Empresários dos dois países reuniram-se nesta terça-feira (18) em Buenos Aires, onde discutiram a possibilidade de que o Brasil faça um tipo de auto-restrição para suas vendas na Argentina por um período determinado.
Este período serviria para que as indústrias argentinas se modernizassem, e equiparassem sua competitividade com as brasileiras. "Isto vai dar tempo que as empresas argentinas se especializem", declarou a secretária de Indústria e Comércio da Argentina, Debora Giorgi. Segundo ela, ambos governos pretendem dar um "enquadramento institucional" para poder monitorar os acordos entre os setores privados, que teriam como instrumentos acordos sobre os preços ou cotas.
"O Brasil vai analisar a solicitação argentina", declarou Paulo Skaff, presidente da Associação Brasileira da Indústria Têxtil (ABIT). No entanto, Skaff retrucou os pedidos argentinos de uma cota para a entrada de têxteis brasileiros no país, alegando que as cotas estabelecidas no ano passado representavam somente 0,02% do consumo de produtos têxteis de algodão na Argentina.
O empresário sustentou que estava otimista por um acordo, e afirmou que os setores dos dois países devem se aliar contra a concorrência de fora do Mercosul. "O que preocupa de verdade são os produtos asiáticos", disse.
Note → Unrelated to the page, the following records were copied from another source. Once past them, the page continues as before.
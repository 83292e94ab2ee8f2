//! 徽章定义实体

use chrono::{DateTime, Utc};
use serde::{Deserialize, Serialize};

use super::enums::BadgeType;

/// 徽章定义
///
/// 由铸造流程创建，铸造后不再修改。`on_chain_id` 为链上代币 ID，链下部署时可能为空。
#[derive(Debug, Clone, PartialEq, Serialize, Deserialize, sqlx::FromRow)]
#[serde(rename_all = "camelCase")]
pub struct BadgeDefinition {
    pub badge_type: BadgeType,
    pub on_chain_id: Option<i64>,
    pub name: String,
    pub image_url: String,
    pub created_at: DateTime<Utc>,
}

/// 新徽章定义（铸造完成后写入）
#[derive(Debug, Clone, PartialEq)]
pub struct NewBadgeDefinition {
    pub badge_type: BadgeType,
    pub on_chain_id: Option<i64>,
    pub name: String,
    pub image_url: String,
}
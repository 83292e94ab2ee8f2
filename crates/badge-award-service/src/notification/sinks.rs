//! 通知投递渠道
//!
//! - **queue**: 持久化队列（Kafka），按固定分区键分组
//! - **topic**: 发布订阅通道（Redis），经由连接管理器发送

use std::sync::Arc;

use async_trait::async_trait;
use badge_shared::kafka::KafkaProducer;
use badge_shared::pubsub::ConnectionManager;
use tracing::debug;

use crate::error::Result;

/// 只发送的通知渠道
#[cfg_attr(test, mockall::automock)]
#[async_trait]
pub trait NotificationSink: Send + Sync {
    /// 渠道名称（用于日志和指标）
    fn name(&self) -> &'static str;

    /// 发送一条 JSON 字符串消息
    async fn send(&self, payload: &str) -> Result<()>;
}

/// Kafka 持久化队列
pub struct KafkaQueueSink {
    producer: KafkaProducer,
    topic: String,
    partition_key: String,
}

impl KafkaQueueSink {
    pub fn new(
        producer: KafkaProducer,
        topic: impl Into<String>,
        partition_key: impl Into<String>,
    ) -> Self {
        Self {
            producer,
            topic: topic.into(),
            partition_key: partition_key.into(),
        }
    }
}

#[async_trait]
impl NotificationSink for KafkaQueueSink {
    fn name(&self) -> &'static str {
        "queue"
    }

    async fn send(&self, payload: &str) -> Result<()> {
        let (partition, offset) = self
            .producer
            .send(&self.topic, &self.partition_key, payload.as_bytes())
            .await?;
        debug!(topic = %self.topic, partition, offset, "通知已写入队列");
        Ok(())
    }
}

/// 发布订阅通道
pub struct TopicSink {
    connection: Arc<ConnectionManager>,
    channel: String,
}

impl TopicSink {
    pub fn new(connection: Arc<ConnectionManager>, channel: impl Into<String>) -> Self {
        Self {
            connection,
            channel: channel.into(),
        }
    }
}

#[async_trait]
impl NotificationSink for TopicSink {
    fn name(&self) -> &'static str {
        "topic"
    }

    async fn send(&self, payload: &str) -> Result<()> {
        self.connection.publish(&self.channel, payload).await?;
        Ok(())
    }
}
Referindo-se às negociações, o presidente da Federação Argentina de Indústrias Têxteis (FITA), Alejandro Sampayo, declarou que existem empresas e empregos argentinos em jogo. Segundo ele, "o Brasil nunca cedeu no Mercosul. A Argentina sempre".
Giorgi estará amanhã em Brasília para discutir os "setores sensíveis". Na segunda-feira que vem, técnicos da ABIT e da FITA se reunirão em São Paulo: a intenção é anunciar um acordo na quarta-feira. Este anúncio teria um impacto político: na quinta começa a reunião bilateral de ministros da Fazenda Brasil-Argentina, e um acordo entre os empresários têxteis seria um sinal de que o relançamento do Mercosul começou com o pé direito.